PROBLEM TO SOLVE —
Exactly as written, copy the lines that run from the start of the data below to the line containing "(Junker 2004): the", both ends included.
*** Opening of RECORDS SHOWN ***
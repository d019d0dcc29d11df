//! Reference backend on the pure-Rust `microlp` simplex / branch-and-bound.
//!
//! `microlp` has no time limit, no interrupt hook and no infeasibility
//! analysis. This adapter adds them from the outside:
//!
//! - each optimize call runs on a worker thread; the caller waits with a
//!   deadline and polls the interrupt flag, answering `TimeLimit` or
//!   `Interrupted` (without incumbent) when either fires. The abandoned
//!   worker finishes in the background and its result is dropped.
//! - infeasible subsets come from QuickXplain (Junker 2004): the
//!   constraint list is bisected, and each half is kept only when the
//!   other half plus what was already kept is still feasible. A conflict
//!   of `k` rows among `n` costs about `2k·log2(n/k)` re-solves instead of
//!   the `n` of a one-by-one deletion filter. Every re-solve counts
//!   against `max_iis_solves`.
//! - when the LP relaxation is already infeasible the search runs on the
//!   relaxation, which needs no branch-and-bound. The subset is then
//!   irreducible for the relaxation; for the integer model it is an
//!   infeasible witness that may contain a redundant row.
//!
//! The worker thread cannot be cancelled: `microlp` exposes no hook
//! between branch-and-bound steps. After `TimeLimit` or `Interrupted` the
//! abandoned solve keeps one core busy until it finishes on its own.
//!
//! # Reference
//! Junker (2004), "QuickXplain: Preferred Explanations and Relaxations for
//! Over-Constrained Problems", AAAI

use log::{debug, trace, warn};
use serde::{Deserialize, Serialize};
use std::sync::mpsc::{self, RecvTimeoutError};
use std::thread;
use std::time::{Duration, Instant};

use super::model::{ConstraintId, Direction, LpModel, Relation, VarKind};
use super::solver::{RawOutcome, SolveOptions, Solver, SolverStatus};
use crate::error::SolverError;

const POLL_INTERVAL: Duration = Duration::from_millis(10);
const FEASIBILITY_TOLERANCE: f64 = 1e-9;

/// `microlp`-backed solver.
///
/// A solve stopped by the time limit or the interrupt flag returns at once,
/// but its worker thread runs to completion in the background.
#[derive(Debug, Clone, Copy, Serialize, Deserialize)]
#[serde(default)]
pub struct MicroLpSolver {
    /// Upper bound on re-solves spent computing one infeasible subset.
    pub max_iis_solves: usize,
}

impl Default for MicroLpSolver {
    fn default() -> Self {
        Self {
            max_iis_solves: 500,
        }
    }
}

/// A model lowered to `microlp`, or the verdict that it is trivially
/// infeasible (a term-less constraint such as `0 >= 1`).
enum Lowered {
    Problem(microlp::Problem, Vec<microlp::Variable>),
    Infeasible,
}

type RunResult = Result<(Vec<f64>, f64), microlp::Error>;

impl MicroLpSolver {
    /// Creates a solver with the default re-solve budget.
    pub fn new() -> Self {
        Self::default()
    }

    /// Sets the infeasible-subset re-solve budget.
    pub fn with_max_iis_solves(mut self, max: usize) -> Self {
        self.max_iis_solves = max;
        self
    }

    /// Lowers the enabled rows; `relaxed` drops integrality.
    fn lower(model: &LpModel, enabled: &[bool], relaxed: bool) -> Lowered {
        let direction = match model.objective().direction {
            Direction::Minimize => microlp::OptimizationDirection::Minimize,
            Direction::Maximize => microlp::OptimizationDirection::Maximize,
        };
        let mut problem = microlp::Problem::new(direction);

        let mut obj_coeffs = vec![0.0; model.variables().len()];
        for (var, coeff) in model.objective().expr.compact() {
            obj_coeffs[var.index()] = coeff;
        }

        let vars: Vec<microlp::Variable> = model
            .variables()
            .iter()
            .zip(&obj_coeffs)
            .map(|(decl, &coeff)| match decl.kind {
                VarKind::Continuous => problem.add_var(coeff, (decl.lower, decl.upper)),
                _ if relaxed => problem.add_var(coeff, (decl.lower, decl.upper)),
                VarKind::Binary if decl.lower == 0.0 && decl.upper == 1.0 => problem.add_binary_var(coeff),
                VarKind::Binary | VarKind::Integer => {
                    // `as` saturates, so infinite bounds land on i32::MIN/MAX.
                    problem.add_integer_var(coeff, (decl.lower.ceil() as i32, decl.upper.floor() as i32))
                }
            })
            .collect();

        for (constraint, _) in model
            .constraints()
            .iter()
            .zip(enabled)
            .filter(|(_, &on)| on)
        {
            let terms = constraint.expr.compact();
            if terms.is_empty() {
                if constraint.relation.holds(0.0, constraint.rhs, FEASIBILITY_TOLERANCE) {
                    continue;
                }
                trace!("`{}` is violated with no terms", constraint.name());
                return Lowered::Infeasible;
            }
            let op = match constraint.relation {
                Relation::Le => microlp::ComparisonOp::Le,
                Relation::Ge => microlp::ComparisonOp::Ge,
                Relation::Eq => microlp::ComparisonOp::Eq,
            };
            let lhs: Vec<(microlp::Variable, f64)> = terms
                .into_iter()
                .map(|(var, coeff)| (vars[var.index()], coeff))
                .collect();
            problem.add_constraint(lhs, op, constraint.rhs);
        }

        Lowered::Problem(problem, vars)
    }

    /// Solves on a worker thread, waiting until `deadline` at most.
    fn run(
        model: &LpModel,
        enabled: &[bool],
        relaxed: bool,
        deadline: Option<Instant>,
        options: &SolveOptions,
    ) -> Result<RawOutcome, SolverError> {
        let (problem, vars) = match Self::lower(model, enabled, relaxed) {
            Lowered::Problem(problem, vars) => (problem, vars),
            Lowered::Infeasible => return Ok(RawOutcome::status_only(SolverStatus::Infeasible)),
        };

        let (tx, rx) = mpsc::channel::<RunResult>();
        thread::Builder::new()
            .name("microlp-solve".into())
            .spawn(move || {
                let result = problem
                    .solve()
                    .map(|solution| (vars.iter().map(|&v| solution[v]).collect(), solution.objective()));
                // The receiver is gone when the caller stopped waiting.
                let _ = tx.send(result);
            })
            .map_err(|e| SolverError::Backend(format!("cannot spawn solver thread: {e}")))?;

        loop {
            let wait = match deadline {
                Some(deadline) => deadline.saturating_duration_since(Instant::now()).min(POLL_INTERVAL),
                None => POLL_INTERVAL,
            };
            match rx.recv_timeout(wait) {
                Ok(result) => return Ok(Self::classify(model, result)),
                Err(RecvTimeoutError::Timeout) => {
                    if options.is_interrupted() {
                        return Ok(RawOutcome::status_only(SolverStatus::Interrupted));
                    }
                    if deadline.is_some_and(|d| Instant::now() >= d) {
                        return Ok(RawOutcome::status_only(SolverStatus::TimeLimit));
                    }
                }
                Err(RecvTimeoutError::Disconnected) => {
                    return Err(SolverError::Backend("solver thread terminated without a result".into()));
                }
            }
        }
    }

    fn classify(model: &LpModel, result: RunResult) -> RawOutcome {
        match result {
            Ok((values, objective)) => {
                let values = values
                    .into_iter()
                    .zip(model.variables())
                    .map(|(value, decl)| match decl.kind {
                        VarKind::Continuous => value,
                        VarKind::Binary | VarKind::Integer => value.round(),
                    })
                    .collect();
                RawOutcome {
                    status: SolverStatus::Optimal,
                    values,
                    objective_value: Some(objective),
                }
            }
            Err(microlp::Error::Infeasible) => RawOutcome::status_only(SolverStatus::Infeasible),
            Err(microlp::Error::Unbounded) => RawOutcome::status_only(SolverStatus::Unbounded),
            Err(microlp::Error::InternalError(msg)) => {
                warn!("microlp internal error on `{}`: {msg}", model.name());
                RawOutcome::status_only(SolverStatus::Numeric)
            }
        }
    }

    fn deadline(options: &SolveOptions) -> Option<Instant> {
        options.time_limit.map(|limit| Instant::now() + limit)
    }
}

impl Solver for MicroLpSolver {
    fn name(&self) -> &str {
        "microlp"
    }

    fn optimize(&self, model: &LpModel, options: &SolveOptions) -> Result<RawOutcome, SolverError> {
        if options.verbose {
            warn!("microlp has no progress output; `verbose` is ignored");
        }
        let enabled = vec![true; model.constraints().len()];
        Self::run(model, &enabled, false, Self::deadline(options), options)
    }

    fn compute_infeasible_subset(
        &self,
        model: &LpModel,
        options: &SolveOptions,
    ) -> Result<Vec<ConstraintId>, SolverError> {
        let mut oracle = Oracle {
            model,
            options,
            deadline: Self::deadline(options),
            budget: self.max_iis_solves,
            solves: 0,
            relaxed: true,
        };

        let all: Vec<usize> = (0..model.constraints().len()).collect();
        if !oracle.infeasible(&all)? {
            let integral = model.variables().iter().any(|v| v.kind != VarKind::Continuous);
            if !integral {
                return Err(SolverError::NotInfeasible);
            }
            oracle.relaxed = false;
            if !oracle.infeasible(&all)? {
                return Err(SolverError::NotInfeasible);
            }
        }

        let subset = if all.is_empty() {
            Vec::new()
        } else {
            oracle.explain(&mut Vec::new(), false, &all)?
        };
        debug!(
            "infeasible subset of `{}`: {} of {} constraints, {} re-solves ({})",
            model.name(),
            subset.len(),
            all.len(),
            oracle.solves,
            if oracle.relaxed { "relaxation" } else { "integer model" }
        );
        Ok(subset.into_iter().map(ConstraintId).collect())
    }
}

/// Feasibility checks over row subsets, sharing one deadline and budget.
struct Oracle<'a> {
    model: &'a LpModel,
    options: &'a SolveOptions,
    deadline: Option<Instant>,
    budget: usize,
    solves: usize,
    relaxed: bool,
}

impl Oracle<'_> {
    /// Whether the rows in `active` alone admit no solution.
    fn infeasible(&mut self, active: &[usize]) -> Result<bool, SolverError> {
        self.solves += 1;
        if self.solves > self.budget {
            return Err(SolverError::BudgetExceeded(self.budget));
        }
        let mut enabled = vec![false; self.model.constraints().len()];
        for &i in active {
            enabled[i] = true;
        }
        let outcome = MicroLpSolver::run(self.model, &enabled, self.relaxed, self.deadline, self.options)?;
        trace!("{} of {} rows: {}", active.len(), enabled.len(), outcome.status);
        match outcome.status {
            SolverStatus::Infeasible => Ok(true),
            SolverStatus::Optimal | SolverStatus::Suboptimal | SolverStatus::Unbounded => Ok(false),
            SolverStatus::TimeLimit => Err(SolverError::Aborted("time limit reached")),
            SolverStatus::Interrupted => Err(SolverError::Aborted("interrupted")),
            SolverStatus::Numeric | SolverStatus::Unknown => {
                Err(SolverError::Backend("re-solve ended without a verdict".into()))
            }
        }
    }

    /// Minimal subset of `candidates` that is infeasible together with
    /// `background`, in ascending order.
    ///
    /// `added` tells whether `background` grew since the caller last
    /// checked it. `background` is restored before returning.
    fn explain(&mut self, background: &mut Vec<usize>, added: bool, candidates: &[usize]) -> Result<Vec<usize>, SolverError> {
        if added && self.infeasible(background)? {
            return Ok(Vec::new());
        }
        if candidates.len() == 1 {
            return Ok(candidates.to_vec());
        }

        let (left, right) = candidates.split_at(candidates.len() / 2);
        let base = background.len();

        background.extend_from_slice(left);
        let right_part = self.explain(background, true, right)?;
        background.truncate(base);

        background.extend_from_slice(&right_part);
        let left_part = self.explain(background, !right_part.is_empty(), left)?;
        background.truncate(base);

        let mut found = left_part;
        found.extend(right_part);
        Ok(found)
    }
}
*** Close of RECORDS SHOWN ***
RESPONSE —
repository d019d0dcc29d11df
//! Reference backend on the pure-Rust `microlp` simplex / branch-and-bound.
//!
//! `microlp` has no time limit, no interrupt hook and no infeasibility
//! analysis. This adapter adds them from the outside:
//!
//! - each optimize call runs on a worker thread; the caller waits with a
//!   deadline and polls the interrupt flag, answering `TimeLimit` or
//!   `Interrupted` (without incumbent) when either fires. The abandoned
//!   worker finishes in the background and its result is dropped.
//! - infeasible subsets come from QuickXplain (Junker 2004): the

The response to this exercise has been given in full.